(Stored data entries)

● ● ● ●

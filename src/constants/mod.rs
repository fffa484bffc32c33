// Service defaults
pub const DEFAULT_BASE_URL: &str = "https://api.convertorio.com";
pub const USER_AGENT: &str = concat!("convertorio-rust/", env!("CARGO_PKG_VERSION"));

// Polling
pub const DEFAULT_POLL_INTERVAL_MS: u64 = 2000;
pub const DEFAULT_MAX_ATTEMPTS: u32 = 60; // ~2 minutes at the default interval

// Job listing
pub const DEFAULT_LIST_LIMIT: u32 = 50;

// API routes, relative to the base URL
pub const UPLOAD_URL_PATH: &str = "/v1/convert/upload-url";
pub const CONFIRM_PATH: &str = "/v1/convert/confirm";
pub const JOBS_PATH: &str = "/v1/jobs";
pub const ACCOUNT_PATH: &str = "/v1/account";

// Configuration
pub const CONFIG_DIR_NAME: &str = "convertorio";
pub const CONFIG_FILE_NAME: &str = "config.json";
pub const API_KEY_ENV: &str = "CONVERTORIO_API_KEY";
pub const BASE_URL_ENV: &str = "CONVERTORIO_BASE_URL";

// Bytes inspected when sniffing a file without an extension
pub const SNIFF_BYTES: usize = 8192;

pub const MISSING_API_KEY_MESSAGE: &str =
    "API key is required. Get yours at https://convertorio.com/account";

● ● ● ●

WHAT IS NEEDED: The first line of the records begins the span, and the line containing "pub const CONFIG_DIR_NAME: &str" ends it. Reproduce that span exactly, both ends included.

THE COMPLETED TASK:
filename src/constants/mod.rs
repository fffa484bffc32c33
// Service defaults
pub const DEFAULT_BASE_URL: &str = "https://api.convertorio.com";
pub const USER_AGENT: &str = concat!("convertorio-rust/", env!("CARGO_PKG_VERSION"));

// Polling
pub const DEFAULT_POLL_INTERVAL_MS: u64 = 2000;
pub const DEFAULT_MAX_ATTEMPTS: u32 = 60; // ~2 minutes at the default interval

// Job listing
pub const DEFAULT_LIST_LIMIT: u32 = 50;

// API routes, relative to the base URL
pub const UPLOAD_URL_PATH: &str = "/v1/convert/upload-url";
pub const CONFIRM_PATH: &str = "/v1/convert/confirm";
pub const JOBS_PATH: &str = "/v1/jobs";
pub const ACCOUNT_PATH: &str = "/v1/account";

// Configuration
pub const CONFIG_DIR_NAME: &str = "convertorio";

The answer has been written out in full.